Music Further to my rant the other day and in the style of Fark, Girl with two christian names signs record deal. "People say I'm like Alanis Morissette or Sheryl Crow, but I don't like to be labelled. I have my own style. I write about life and love, but I write with a twist." Can't wait. There are so many posters for a certain scouse threesome up, it's like no other pop band existed ever.
Music I suppose my version of the following was the time I waited six months to see a film and it has a single showing at a local multiplex and I went and sat in the expected empty auditorium for twenty minutes until I realised I was sitting in the wrong screen...
"'Are you on any medication, miss?
'No!'
'Do you have any medical problems?'
'No!'
'Have you passed out at gigs before?'
'Noooooo! I?ve been to MILLIONS of gigs!'
'What did you eat and drink today?'
'Vegemite toast and two cups of tea!'
'Ah ha. Dehydration for sure.' "
Shauny at a Radiohead concert, poor girl. At least she got to see the end. I had to wait another six months for the DVD release ...
TV Steven Moffat, Coupling writer is posting at BBC America again. Just watch as a poster named Padderz gets his knickers in a twist about the scheduling of the UK version on BBC Two, not at all realising he's having an argument with the writer of the show. My favourite bit is when he says with some finallity: "And by the way Coupling was moved to a later time slot on BBC2 because the ratings, in comparison with BBC1 and ITV, were appalling. Trust me I'm a TV buyer." Err ... so. Does that mean you don't read the Radio Times?

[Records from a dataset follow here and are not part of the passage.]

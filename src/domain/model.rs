use crate::utils::error::{ExecutionError, ParseError, SimError};
use std::fmt;
use std::str::FromStr;

#[derive(Debug, Clone, Copy, PartialEq, Eq, Hash, Default)]
pub struct Coordinate {
    pub x: i32,
    pub y: i32,
}

impl Coordinate {
    pub const fn new(x: i32, y: i32) -> Self {
        Self { x, y }
    }
}

impl fmt::Display for Coordinate {
    fn fmt(&self, f: &mut fmt::Formatter<'_>) -> fmt::Result {
        write!(f, "{},{}", self.x, self.y)
    }
}

/// Compass direction, cyclic in the order NORTH, EAST, SOUTH, WEST.
#[derive(Debug, Clone, Copy, PartialEq, Eq, Hash, Default)]
pub enum Facing {
    #[default]
    North,
    East,
    South,
    West,
}

impl Facing {
    pub const ALL: [Facing; 4] = [Facing::North, Facing::East, Facing::South, Facing::West];

    /// One quarter turn counter-clockwise.
    pub fn left(self) -> Self {
        match self {
            Facing::North => Facing::West,
            Facing::West => Facing::South,
            Facing::South => Facing::East,
            Facing::East => Facing::North,
        }
    }

    /// One quarter turn clockwise.
    pub fn right(self) -> Self {
        match self {
            Facing::North => Facing::East,
            Facing::East => Facing::South,
            Facing::South => Facing::West,
            Facing::West => Facing::North,
        }
    }

    /// Unit step taken by a move in this direction.
    pub fn delta(self) -> (i32, i32) {
        match self {
            Facing::North => (0, 1),
            Facing::East => (1, 0),
            Facing::South => (0, -1),
            Facing::West => (-1, 0),
        }
    }

    pub fn as_str(self) -> &'static str {
        match self {
            Facing::North => "NORTH",
            Facing::East => "EAST",
            Facing::South => "SOUTH",
            Facing::West => "WEST",
        }
    }
}

impl fmt::Display for Facing {
    fn fmt(&self, f: &mut fmt::Formatter<'_>) -> fmt::Result {
        f.write_str(self.as_str())
    }
}

impl FromStr for Facing {
    type Err = ParseError;

    fn from_str(s: &str) -> Result<Self, Self::Err> {
        match s.to_ascii_uppercase().as_str() {
            "NORTH" => Ok(Facing::North),
            "EAST" => Ok(Facing::East),
            "SOUTH" => Ok(Facing::South),
            "WEST" => Ok(Facing::West),
            _ => Err(ParseError::InvalidDirection(s.to_string())),
        }
    }
}

/// Rectangular bounds the agent must stay within. Fixed once built.
#[derive(Debug, Clone, Copy, PartialEq, Eq)]
pub struct Board {
    width: i32,
    height: i32,
}

impl Board {
    pub const DEFAULT_WIDTH: i32 = 5;
    pub const DEFAULT_HEIGHT: i32 = 5;

    pub fn new(width: i32, height: i32) -> Result<Self, SimError> {
        if width <= 0 || height <= 0 {
            return Err(SimError::config(format!(
                "board dimensions must be positive, got {}x{}",
                width, height
            )));
        }
        Ok(Self { width, height })
    }

    pub fn width(&self) -> i32 {
        self.width
    }

    pub fn height(&self) -> i32 {
        self.height
    }

    pub fn is_within_bounds(&self, coord: Coordinate) -> bool {
        (0..self.width).contains(&coord.x) && (0..self.height).contains(&coord.y)
    }
}

impl Default for Board {
    fn default() -> Self {
        Self {
            width: Self::DEFAULT_WIDTH,
            height: Self::DEFAULT_HEIGHT,
        }
    }
}

/// The robot. Knows nothing about the board; callers validate moves first.
#[derive(Debug, Clone, PartialEq, Eq, Default)]
pub struct Agent {
    position: Coordinate,
    facing: Facing,
    placed: bool,
}

impl Agent {
    pub fn new() -> Self {
        Self::default()
    }

    pub fn place(&mut self, position: Coordinate, facing: Facing) {
        self.position = position;
        self.facing = facing;
        self.placed = true;
    }

    pub fn is_placed(&self) -> bool {
        self.placed
    }

    pub fn position(&self) -> Result<Coordinate, ExecutionError> {
        self.ensure_placed()?;
        Ok(self.position)
    }

    pub fn facing(&self) -> Result<Facing, ExecutionError> {
        self.ensure_placed()?;
        Ok(self.facing)
    }

    /// Where `move_forward` would land, without moving.
    pub fn peek_next_position(&self) -> Result<Coordinate, ExecutionError> {
        self.ensure_placed()?;
        let (dx, dy) = self.facing.delta();
        match (self.position.x.checked_add(dx), self.position.y.checked_add(dy)) {
            (Some(x), Some(y)) => Ok(Coordinate::new(x, y)),
            _ => Err(ExecutionError::CoordinateOverflow {
                position: self.position,
                facing: self.facing,
            }),
        }
    }

    pub fn move_forward(&mut self) -> Result<(), ExecutionError> {
        self.position = self.peek_next_position()?;
        Ok(())
    }

    pub fn rotate_left(&mut self) -> Result<(), ExecutionError> {
        self.ensure_placed()?;
        self.facing = self.facing.left();
        Ok(())
    }

    pub fn rotate_right(&mut self) -> Result<(), ExecutionError> {
        self.ensure_placed()?;
        self.facing = self.facing.right();
        Ok(())
    }

    fn ensure_placed(&self) -> Result<(), ExecutionError> {
        if self.placed {
            Ok(())
        } else {
            Err(ExecutionError::NotPlaced)
        }
    }
}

Ask The indispensibilty of Mefi Ask continues. I asked: Why does a person's musical taste keep changing? I'm suddenly listening to lot's of Paris Cafe music, the likes of Charles Trenet, Edith Piaf and Josephine Baker. How did that happen? Why do some people's tastes never seem to change? Jerry Kindall answered:
"The more music you already know, the more music you can "get into." A lot of jazz is inaccessible until you have listened to and understood its "prerequisites." Similarly for classical, I think. Rock, well, you're soaking in it, so it's hard to tell. But can you really "get" electronica without having heard Kraftwerk and maybe '80s Tangerine Dream?

And there's also the music you heard when you were growing up, even if you hated it then. Eventually its familiarity will become comforting. I never in a million years thought I'd have any country CDs whatsoever; it's my dad's favorite kind of music, and it was symbolic of all the ways I didn't want to be like him. When I grew up enough to get past that, I started to realize that some of that stuff was really good. I'm not sure where my love for '70s pop comes from (someone got me into Rundgren about ten years ago, but I liked Rundgren because that sound resonated for me) but something about that style of songwriting just gets inside my head. Even new music in that style gets me (e.g. the Bacharach/Costello album). But it wasn't something that really grabbed me until my late '20s or early '30s even though I'd been hearing it all my life.
... and the thread is filled with such nuggets, so much more exciting than the blue area. People are being creative. Except in this thread about alternatives to 'soda' where everyone said water. Although I was the first. If any none members want me to punt along a question, and it's something I've always wondered about, let me know...
News Saddam Hussein captured. Although TV5 seem to think he may be disguised as Dick Van Dyke in Diagnosis Murder.
Books "The Hitchhiker's Guide To The Galaxy" beats Harry Potter in The Big Read. Have I missed the point or is this very good news indeed? And isn't it shocking that four of the top five are genre titles and the only British TV series made for adults in that genre is a remake featuring a Timelord? What happened to all the great sci-fi or fantasy series for adults?